Frustrations reach new heights over building
On the heels of the controversy over 105 Keefer in Chinatown, the city has another hot potato on its hands in a heritage neighbourhood.
Last year, a proposal to redevelop the historic Stanley and New Fountain hotels was rejected by the Gastown community.
The plan called for the Stanley and New Fountain to be demolished, except for their facades, and three new structures built in their place, with a mixture of social and market rental housing. One of the buildings would have been 11 storeys and 33.5 metres high, which exceeded the Gastown height limit of 22.8 metres.
A revised proposal for the site at 33 West Cordova has been submitted to the city that reduces the building height to 32.6 metres, which is just under a metre less than the plan that was rejected.
Gastown resident Glenda Bartosh says the revised plan did make some changes to fit into Gastown’s character, such as having more of a “sawtooth profile” to the new buildings and adding details like cornices.
But she said she’s “really disquieted” by the proposal.
“It is way, way outside the basic guidelines for Gastown as a national historic area,” said Bartosh, who sits on the Gastown historic area planning committee.
“It’s still too high and too massive in scale. What are supposed to be so-called rooftop setbacks are totally visible from the street. Worst of all, two really important heritage buildings that you can never replace are to be torn down.”
The revised proposal would have 80 social housing and 62 “secured market rental” units, with retail and restaurant use on the ground and basement floors. It’s smaller than the original design, which was for 134 market units. A proposal for a 600-seat bar has also been nixed.
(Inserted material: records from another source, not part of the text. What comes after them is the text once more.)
//! Permission grant administration.

pub mod service;

pub use service::{PermissionService, SetGrantRequest};
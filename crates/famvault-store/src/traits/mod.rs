//! Object-safe store traits consumed by the service layer.
//!
//! Each trait has a PostgreSQL implementation (production) and an
//! in-memory implementation (tests). Methods that mutate several rows
//! must apply the whole batch atomically: one transaction in PostgreSQL,
//! one lock acquisition in memory.

pub mod album;
pub mod file;
pub mod folder;
pub mod membership;
pub mod permission;
pub mod processing;
pub mod rule;
pub mod tag;

pub use album::AlbumStore;
pub use file::FileStore;
pub use folder::FolderStore;
pub use membership::MembershipStore;
pub use permission::PermissionStore;
pub use processing::ProcessingLogStore;
pub use rule::RuleStore;
pub use tag::TagStore;
//! # famvault-entity
//!
//! Domain entity models for FamVault. Every struct in this crate
//! represents a database table row or a domain value object. All entities
//! derive `Debug`, `Clone`, `Serialize`, `Deserialize`, and database
//! entities additionally derive `sqlx::FromRow`.

pub mod album;
pub mod file;
pub mod folder;
pub mod member;
pub mod permission;
pub mod processing;
pub mod rule;
pub mod tag;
There would be two buildings on the site, as opposed to three in the original proposal. A 10-storey building would go up on the site of the Stanley, which is three storeys and was built at 21 West Cordova in 1906. The New Fountain was built at 45 West Cordova in 1899, and would be redeveloped from two to five storeys. The site is owned by B.C. Housing, the provincial body in charge of social housing, which bought it for $2.95 million in September 2015. The market rental and retail part of the project would be handled by Westbank, which used to own the site.
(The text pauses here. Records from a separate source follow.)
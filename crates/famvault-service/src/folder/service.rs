//! Folder tree operations: bootstrap, structural mutations, reads.

use std::sync::Arc;

use chrono::Utc;
use serde::{Deserialize, Serialize};
use tracing::{info, warn};
use validator::Validate;

use famvault_core::error::AppError;
use famvault_core::traits::storage::BlobStore;
use famvault_core::types::{FamilyId, FileId, FolderId};
use famvault_entity::folder::{path, Folder, FolderKind, FolderTree};
use famvault_entity::permission::{PermissionLevel, ResourceRef};
use famvault_policy::PermissionResolver;
use famvault_store::{FileStore, FolderStore};

use crate::context::RequestContext;
use crate::folder::locks::FamilyLocks;

/// Name given to the lazily-bootstrapped Root folder.
const ROOT_FOLDER_NAME: &str = "Root";
/// Name given to the lazily-bootstrapped Inbox folder.
const INBOX_FOLDER_NAME: &str = "Inbox";

/// Manages the folder tree with per-family serialization of structural
/// mutations.
#[derive(Debug, Clone)]
pub struct FolderService {
    /// Folder store.
    folders: Arc<dyn FolderStore>,
    /// File store (cascade collection).
    files: Arc<dyn FileStore>,
    /// Blob store (best-effort content deletion during cascade).
    blobs: Arc<dyn BlobStore>,
    /// Permission resolver.
    resolver: Arc<PermissionResolver>,
    /// Per-family mutation locks.
    locks: Arc<FamilyLocks>,
}

/// Data for creating a folder.
#[derive(Debug, Clone, Serialize, Deserialize, Validate)]
pub struct CreateFolderRequest {
    /// Folder name.
    #[validate(length(min = 1, max = 255))]
    pub name: String,
    /// Parent folder ID. `None` creates under the family Root,
    /// bootstrapping the Root first when it does not exist yet.
    pub parent_id: Option<FolderId>,
}

/// Data for moving a folder.
#[derive(Debug, Clone, Serialize, Deserialize)]
pub struct MoveFolderRequest {
    /// New parent folder ID.
    pub new_parent_id: FolderId,
}

/// Counts reported by a cascading folder delete.
#[derive(Debug, Clone, Copy, Serialize, Deserialize)]
pub struct CascadeSummary {
    /// Folders removed, including the deleted folder itself.
    pub folders_removed: u64,
    /// Files removed across the whole subtree.
    pub files_removed: u64,
}

impl FolderService {
    /// Creates a new folder service.
    pub fn new(
        folders: Arc<dyn FolderStore>,
        files: Arc<dyn FileStore>,
        blobs: Arc<dyn BlobStore>,
        resolver: Arc<PermissionResolver>,
        locks: Arc<FamilyLocks>,
    ) -> Self {
        Self {
            folders,
            files,
            blobs,
            resolver,
            locks,
        }
    }

    /// Creates a folder.
    ///
    /// With no parent the folder lands under the family Root, which is
    /// bootstrapped on first use; repeated parentless calls reuse the
    /// existing Root. An explicit parent must exist and belong to the
    /// caller's family, and the caller needs Edit on it.
    pub async fn create_folder(
        &self,
        ctx: &RequestContext,
        req: CreateFolderRequest,
    ) -> Result<Folder, AppError> {
        req.validate()
            .map_err(|e| AppError::validation(e.to_string()))?;
        if req.name.trim().is_empty() {
            return Err(AppError::validation("Folder name cannot be empty"));
        }

        let _guard = self.locks.lock_family(ctx.family_id).await;

        let parent = match req.parent_id {
            Some(parent_id) => {
                let parent = self
                    .folders
                    .find_by_id(parent_id)
                    .await?
                    .ok_or_else(|| AppError::not_found("Parent folder not found"))?;
                if parent.family_id != ctx.family_id {
                    return Err(AppError::forbidden(
                        "Parent folder belongs to another family",
                    ));
                }
                parent
            }
            None => self.ensure_root(ctx).await?,
        };

        self.resolver
            .require(
                ctx.member_id,
                ResourceRef::Folder(parent.id),
                PermissionLevel::Edit,
                ctx.family_id,
            )
            .await?;

        let now = Utc::now();
        let folder = Folder {
            id: FolderId::new(),
            family_id: ctx.family_id,
            parent_id: Some(parent.id),
            name: req.name,
            path: parent.child_path(),
            kind: FolderKind::Regular,
            created_by: ctx.member_id,
            created_at: now,
            updated_at: now,
        };
        self.folders.insert(&folder).await?;

        info!(
            member_id = %ctx.member_id,
            folder_id = %folder.id,
            path = %folder.path,
            "Folder created"
        );

        Ok(folder)
    }

    /// Renames a folder. Paths are id-based, so no descendant cascade.
    pub async fn rename_folder(
        &self,
        ctx: &RequestContext,
        folder_id: FolderId,
        new_name: &str,
    ) -> Result<Folder, AppError> {
        if new_name.trim().is_empty() {
            return Err(AppError::validation("Folder name cannot be empty"));
        }
        if new_name.chars().count() > 255 {
            return Err(AppError::validation(
                "Folder name must be at most 255 characters",
            ));
        }

        let _guard = self.locks.lock_family(ctx.family_id).await;

        let folder = self.load_folder(ctx, folder_id).await?;
        if folder.is_system() {
            return Err(AppError::forbidden(
                "The Root and Inbox folders cannot be renamed",
            ));
        }

        self.resolver
            .require(
                ctx.member_id,
                ResourceRef::Folder(folder_id),
                PermissionLevel::Edit,
                ctx.family_id,
            )
            .await?;

        let folder = self.folders.rename(folder_id, new_name).await?;

        info!(
            member_id = %ctx.member_id,
            folder_id = %folder_id,
            new_name = %new_name,
            "Folder renamed"
        );

        Ok(folder)
    }

    /// Moves a folder under a new parent, rewriting every descendant path
    /// from one snapshot in a single store call.
    pub async fn move_folder(
        &self,
        ctx: &RequestContext,
        folder_id: FolderId,
        req: MoveFolderRequest,
    ) -> Result<Folder, AppError> {
        let _guard = self.locks.lock_family(ctx.family_id).await;

        let folder = self.load_folder(ctx, folder_id).await?;
        if folder.is_system() {
            return Err(AppError::forbidden(
                "The Root and Inbox folders cannot be moved",
            ));
        }
        if req.new_parent_id == folder_id {
            return Err(AppError::forbidden("Cannot move a folder into itself"));
        }

        let target = self
            .folders
            .find_by_id(req.new_parent_id)
            .await?
            .ok_or_else(|| AppError::not_found("Target folder not found"))?;
        if target.family_id != ctx.family_id {
            return Err(AppError::forbidden(
                "Target folder belongs to another family",
            ));
        }
        if path::is_descendant_path(&target.path, &folder.path, folder.id) {
            return Err(AppError::forbidden(
                "Cannot move a folder into one of its descendants",
            ));
        }

        self.resolver
            .require(
                ctx.member_id,
                ResourceRef::Folder(folder_id),
                PermissionLevel::Edit,
                ctx.family_id,
            )
            .await?;
        self.resolver
            .require(
                ctx.member_id,
                ResourceRef::Folder(target.id),
                PermissionLevel::Edit,
                ctx.family_id,
            )
            .await?;

        let new_path = target.child_path();
        let old_prefix = folder.child_path();
        let new_prefix = path::child_prefix(&new_path, folder.id);

        let moved = self
            .folders
            .move_subtree(folder_id, target.id, &new_path, &old_prefix, &new_prefix)
            .await?;

        info!(
            member_id = %ctx.member_id,
            folder_id = %folder_id,
            new_parent = %target.id,
            "Folder moved"
        );

        Ok(moved)
    }

    /// Deletes a folder and everything below it: descendant folders, the
    /// files they contain, and the grants and tag/album associations
    /// hanging off them.
    ///
    /// Blob deletes run first and are best-effort; the metadata cascade is
    /// applied atomically afterwards.
    pub async fn delete_folder(
        &self,
        ctx: &RequestContext,
        folder_id: FolderId,
    ) -> Result<CascadeSummary, AppError> {
        let _guard = self.locks.lock_family(ctx.family_id).await;

        let folder = self.load_folder(ctx, folder_id).await?;
        if folder.is_system() {
            return Err(AppError::forbidden(
                "The Root and Inbox folders cannot be deleted",
            ));
        }

        self.resolver
            .require(
                ctx.member_id,
                ResourceRef::Folder(folder_id),
                PermissionLevel::Manage,
                ctx.family_id,
            )
            .await?;

        // One snapshot of the subtree, then one atomic cascade.
        let descendants = self
            .folders
            .list_descendants(ctx.family_id, &folder.child_path())
            .await?;
        let mut folder_ids: Vec<FolderId> = Vec::with_capacity(descendants.len() + 1);
        folder_ids.push(folder.id);
        folder_ids.extend(descendants.iter().map(|f| f.id));

        let files = self.files.list_by_folders(&folder_ids).await?;
        for file in &files {
            if let Err(e) = self.blobs.delete(&file.storage_key).await {
                warn!(
                    file_id = %file.id,
                    storage_key = %file.storage_key,
                    error = %e,
                    "Blob delete failed during folder cascade"
                );
            }
        }

        let file_ids: Vec<FileId> = files.iter().map(|f| f.id).collect();
        self.folders
            .remove_subtree(ctx.family_id, &folder_ids, &file_ids)
            .await?;

        let summary = CascadeSummary {
            folders_removed: folder_ids.len() as u64,
            files_removed: file_ids.len() as u64,
        };

        info!(
            member_id = %ctx.member_id,
            folder_id = %folder_id,
            folders_removed = summary.folders_removed,
            files_removed = summary.files_removed,
            "Folder deleted"
        );

        Ok(summary)
    }

    /// Returns the family's Inbox, creating it under the Root on first
    /// use. Upload registration lands files here by default.
    pub async fn get_or_create_inbox(&self, ctx: &RequestContext) -> Result<Folder, AppError> {
        if let Some(inbox) = self.folders.find_inbox(ctx.family_id).await? {
            return Ok(inbox);
        }

        let _guard = self.locks.lock_family(ctx.family_id).await;
        // Re-check under the lock; a concurrent request may have won.
        if let Some(inbox) = self.folders.find_inbox(ctx.family_id).await? {
            return Ok(inbox);
        }

        let root = self.ensure_root(ctx).await?;
        let now = Utc::now();
        let inbox = Folder {
            id: FolderId::new(),
            family_id: ctx.family_id,
            parent_id: Some(root.id),
            name: INBOX_FOLDER_NAME.to_string(),
            path: root.child_path(),
            kind: FolderKind::Inbox,
            created_by: ctx.member_id,
            created_at: now,
            updated_at: now,
        };
        self.folders.insert(&inbox).await?;

        info!(
            family_id = %ctx.family_id,
            folder_id = %inbox.id,
            "Inbox folder bootstrapped"
        );

        Ok(inbox)
    }

    /// The family's Inbox folder, if it has been bootstrapped.
    pub async fn find_inbox(&self, family_id: FamilyId) -> Result<Option<Folder>, AppError> {
        self.folders.find_inbox(family_id).await
    }

    /// Gets a folder, enforcing View permission.
    pub async fn get_folder(
        &self,
        ctx: &RequestContext,
        folder_id: FolderId,
    ) -> Result<Folder, AppError> {
        let folder = self.load_folder(ctx, folder_id).await?;
        self.resolver
            .require(
                ctx.member_id,
                ResourceRef::Folder(folder_id),
                PermissionLevel::View,
                ctx.family_id,
            )
            .await?;
        Ok(folder)
    }

    /// Lists a folder's direct children, enforcing View permission on the
    /// parent.
    pub async fn list_children(
        &self,
        ctx: &RequestContext,
        folder_id: FolderId,
    ) -> Result<Vec<Folder>, AppError> {
        self.get_folder(ctx, folder_id).await?;
        self.folders.list_children(folder_id).await
    }

    /// The family's whole folder tree. Empty before the Root has been
    /// bootstrapped.
    pub async fn folder_tree(&self, ctx: &RequestContext) -> Result<FolderTree, AppError> {
        let Some(root) = self.folders.find_root(ctx.family_id).await? else {
            return Ok(FolderTree::empty());
        };
        self.resolver
            .require(
                ctx.member_id,
                ResourceRef::Folder(root.id),
                PermissionLevel::View,
                ctx.family_id,
            )
            .await?;

        let folders = self.folders.list_by_family(ctx.family_id).await?;
        Ok(FolderTree::from_folders(folders))
    }

    /// Loads the family Root, creating it when absent. Callers hold the
    /// family lock.
    async fn ensure_root(&self, ctx: &RequestContext) -> Result<Folder, AppError> {
        if let Some(root) = self.folders.find_root(ctx.family_id).await? {
            return Ok(root);
        }

        let now = Utc::now();
        let root = Folder {
            id: FolderId::new(),
            family_id: ctx.family_id,
            parent_id: None,
            name: ROOT_FOLDER_NAME.to_string(),
            path: path::ROOT_PATH.to_string(),
            kind: FolderKind::Root,
            created_by: ctx.member_id,
            created_at: now,
            updated_at: now,
        };
        self.folders.insert(&root).await?;

        info!(
            family_id = %ctx.family_id,
            folder_id = %root.id,
            "Root folder bootstrapped"
        );

        Ok(root)
    }

    async fn load_folder(
        &self,
        ctx: &RequestContext,
        folder_id: FolderId,
    ) -> Result<Folder, AppError> {
        let folder = self
            .folders
            .find_by_id(folder_id)
            .await?
            .ok_or_else(|| AppError::not_found("Folder not found"))?;
        if folder.family_id != ctx.family_id {
            return Err(AppError::forbidden("Folder belongs to another family"));
        }
        Ok(folder)
    }
}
Who would pay what is unknown, as is how much the project would cost. Rajvir Rao of B.C. Housing said the project is a “joint partnership” between B.C. Housing and Westbank, the powerhouse developer that did local landmarks like Woodward’s and the Shangri-La.
“Costs have not yet been finalized as the project is still going through municipal process and approvals and elements are still subject to change,” Rao said in an email.
Eddie Emmerman of the Blarney Stone pub on Carrall Street also thinks the project is too tall.
“It’s going to cast a shadow, particularly in the wintertime, on Water Street,” said Emmerman.
Emmerman said building social housing in Gastown is a “very politically charged issue, in that people want to keep public housing in that area.” But he thinks B.C. Housing may be trying to shoehorn too much into a heritage site.
“I don’t really see the point of making a nationally designated historic area if we’re going to tear down the buildings, and then say we’re doing it because we need (social) housing,” said Emmerman.
“There’s 2,000 square kilometres of Lower Mainland where you can put (social) housing that don’t have those kind of (heritage) resources.”
The city held an open house on the proposal on Nov. 7 at the Woodward’s Atrium.
It will go before the Development Permit Board on Jan. 8. The board rejected a proposal for a nine-storey building at 105 Keefer on Nov. 6; the 33 West Cordova project could be just as contentious.
“I don’t want to prejudge (33 West Cordova), because that will come to me as a (development) board member,” said Gil Kelley, the city’s general manager for planning, urban design and sustainability.
“But there is a burden on (the developers) to show that ... it is meeting the context in a substantial way. There are other boards and committees that will weigh in before we get to see that, and we will take their opinions into account in our judgment at the Development Permit Board. I think in heritage districts in particular like Gastown and Chinatown, context is very important.”
An architectural rendering depicts a proposed redevelopment at 33 West Cordova in Gastown, looking south from Blood Alley.